Figure 3.

The molecular environment of PrP is cell model-specific and comprises several novel candidate interactors. (a) Graph depicting relative enrichment levels of candidate PrP interactors by cell type. The x-coordinate of each protein is its average WT/PrP KO ratio in CAD5 minus its average WT/PrP KO ratio in C2C12. Each PrP interactor is represented by a cross, whose position in the coordinate system is determined by its relative enrichment in the four cell models, i.e., the y-coordinate represents the average WT/PrP KO ratios observed in N2a versus NMuMG cell PrP interactomes. The average WT/PrP KO ratios used were normalized against the average WT/PrP KO ratio for PrP in the same cell line. The cell lines in which a given protein was quantified are indicated by shading in the corresponding cross arms, proteins identified in all cell types are therefore represented by fully shaded crosses while proteins identified in only one cell type are represented by crosses with one shaded arm.

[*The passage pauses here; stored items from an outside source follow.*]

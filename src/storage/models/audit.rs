use crate::core::actor::Actor;
use crate::rules::{AuditScope, ElementaryOp, PortSpec, RuleKind, ValueShape, Verb};
use chrono::{DateTime, Utc};
use serde::{Deserialize, Serialize};

/// エラーメッセージの保存上限 (文字数)
pub const MAX_ERROR_LEN: usize = 100;
/// ユーザーエージェントの保存上限 (文字数)
pub const MAX_USER_AGENT_LEN: usize = 250;

#[derive(Debug, Clone, Copy, PartialEq, Eq, Serialize, Deserialize)]
pub enum AuditStatus {
    #[serde(rename = "OK")]
    Ok,
    #[serde(rename = "ERR")]
    Err,
}

impl AuditStatus {
    pub fn as_str(&self) -> &'static str {
        match self {
            AuditStatus::Ok => "OK",
            AuditStatus::Err => "ERR",
        }
    }

    pub fn parse(s: &str) -> Self {
        if s.eq_ignore_ascii_case("OK") {
            AuditStatus::Ok
        } else {
            AuditStatus::Err
        }
    }
}

/// 変更操作1回ごとに1行。成功・失敗を問わず書き込まれ、更新も削除もされない。
#[derive(Debug, Clone, PartialEq, Serialize, Deserialize)]
pub struct AuditRecord {
    pub id: Option<i64>,
    pub action: String,
    pub target_ip: Option<String>,
    pub target_port: Option<i32>,
    pub target_port_from: Option<i32>,
    pub target_port_to: Option<i32>,
    pub comment: String,
    #[serde(flatten)]
    pub scope: AuditScope,
    pub actor_user_id: i64,
    pub actor_name: String,
    pub actor_ip: String,
    pub user_agent: String,
    pub status: AuditStatus,
    pub error_msg: Option<String>,
    pub created_at: DateTime<Utc>,
}

#[derive(Debug, Clone, Default, PartialEq, Eq, Serialize, Deserialize)]
pub struct AuditStats {
    pub total_actions: i64,
    pub success_count: i64,
    pub error_count: i64,
    pub unique_ips: i64,
}

pub fn truncate_chars(s: &str, max: usize) -> String {
    s.chars().take(max).collect()
}

impl AuditRecord {
    /// 要素操作の結果から監査レコードを組み立てる。
    /// `error` が `None` ならキャッシュ段階は完全に成功している。
    pub fn for_operation(op: &ElementaryOp, actor: &Actor, error: Option<&str>) -> Self {
        let port = op.rule.port();
        let (port_from, port_to) = match port.and_then(|p| p.range()) {
            Some((from, to)) => (Some(from as i32), Some(to as i32)),
            None => (None, None),
        };

        Self {
            id: None,
            action: op.verb.as_str().to_string(),
            target_ip: op.rule.ip().map(|ip| ip.to_string()),
            target_port: port.and_then(|p| p.single()).map(i32::from),
            target_port_from: port_from,
            target_port_to: port_to,
            comment: op.comment.clone(),
            scope: op.scope.audit_fields(),
            actor_user_id: actor.id,
            actor_name: actor.name.clone(),
            actor_ip: actor.ip.clone(),
            user_agent: truncate_chars(&actor.user_agent, MAX_USER_AGENT_LEN),
            status: if error.is_none() { AuditStatus::Ok } else { AuditStatus::Err },
            error_msg: error.map(|e| truncate_chars(e, MAX_ERROR_LEN)),
            created_at: Utc::now(),
        }
    }

    pub fn verb(&self) -> Option<Verb> {
        self.action.parse().ok()
    }

    pub fn kind(&self) -> Option<RuleKind> {
        self.verb().map(|verb| verb.kind)
    }

    pub fn port_spec(&self) -> Option<PortSpec> {
        let in_range = |p: i32| u16::try_from(p).ok();
        match (self.target_port, self.target_port_from, self.target_port_to) {
            (Some(port), _, _) => in_range(port).map(PortSpec::Single),
            (None, Some(from), Some(to)) => Some(PortSpec::Range {
                from: in_range(from)?,
                to: in_range(to)?,
            }),
            _ => None,
        }
    }

    /// このレコードが対象としたメンバーシップセット上の値
    pub fn rule_member(&self) -> Option<String> {
        match self.kind()?.shape() {
            ValueShape::Ip => self.target_ip.clone(),
            ValueShape::Port => self.port_spec().map(|spec| spec.to_string()),
            ValueShape::IpPort => {
                let ip = self.target_ip.as_ref()?;
                let port = self.port_spec()?.single()?;
                Some(format!("{}:{}", ip, port))
            }
        }
    }

    /// スコープ列のうち設定されている数
    #[cfg(test)]
    pub fn scope_field_count(&self) -> usize {
        [
            &self.scope.target_server,
            &self.scope.target_servers,
            &self.scope.target_group,
            &self.scope.target_groups,
        ]
        .iter()
        .filter(|field| field.is_some())
        .count()
    }
}

#[cfg(test)]
mod tests {
    use super::*;
    use crate::rules::{Direction, ElementaryRule, Scope, ScopeName};

    fn actor() -> Actor {
        Actor {
            id: 7,
            name: "kim".to_string(),
            ip: "192.0.2.10".to_string(),
            user_agent: "x".repeat(300),
        }
    }

    fn op(kind: RuleKind, rule: ElementaryRule, scope: Scope) -> ElementaryOp {
        ElementaryOp {
            verb: kind.verb(Direction::Add),
            rule,
            scope,
            comment: "test".to_string(),
        }
    }

    #[test]
    fn test_range_record_uses_range_columns() {
        let op = op(
            RuleKind::AllowedPort,
            ElementaryRule::Port(PortSpec::Range { from: 20000, to: 30000 }),
            Scope::All,
        );
        let record = AuditRecord::for_operation(&op, &actor(), None);
        assert_eq!(record.action, "allow_port");
        assert_eq!(record.target_port, None);
        assert_eq!(record.target_port_from, Some(20000));
        assert_eq!(record.target_port_to, Some(30000));
        assert_eq!(record.rule_member().as_deref(), Some("20000-30000"));
        assert_eq!(record.status, AuditStatus::Ok);
        assert_eq!(record.user_agent.chars().count(), MAX_USER_AGENT_LEN);
    }

    #[test]
    fn test_error_message_is_truncated() {
        let op = op(
            RuleKind::BlockedIpPort,
            ElementaryRule::IpPort {
                ip: "10.0.0.1".parse().unwrap(),
                port: 22,
            },
            Scope::Server(ScopeName::parse("db01").unwrap()),
        );
        let long = "エ".repeat(150);
        let record = AuditRecord::for_operation(&op, &actor(), Some(&long));
        assert_eq!(record.status, AuditStatus::Err);
        assert_eq!(record.error_msg.as_ref().map(|e| e.chars().count()), Some(MAX_ERROR_LEN));
        assert_eq!(record.rule_member().as_deref(), Some("10.0.0.1:22"));
        assert_eq!(record.scope.target_server.as_deref(), Some("db01"));
        assert_eq!(record.scope_field_count(), 1);
    }

    #[test]
    fn test_status_serializes_as_wire_value() {
        assert_eq!(serde_json::to_string(&AuditStatus::Err).unwrap(), "\"ERR\"");
        assert_eq!(AuditStatus::parse("ok"), AuditStatus::Ok);
        assert_eq!(AuditStatus::parse("ERR").as_str(), "ERR");
    }
}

At least one protein was enriched to an exceptional degree in each cell line. Eng was quantified only in the N2a interactome, and Igfbp5 was similarly quantified only in the C2C12 dataset, each protein being second only to PrP in its level of enrichment. The figure demonstrates that the two neuron-like cell lines (N2a and CAD5) share several PrP interactors which were only weakly detected or undetected in NMuMG or C2C12 datasets. Conversely Ece1 and Cd109 were highly co-enriched with PrP in NMuMG and C2C12 datasets but not N2a or CAD5 PrP interactomes. (b) Global proteome analyses of wild-type versus PrP-deficient cells indicates that PrP depletion has reproducible effects on steady-state protein levels of shortlisted PrP candidate interactors within a given model but leads to inconsistent consequences of their relative abundance across cell models.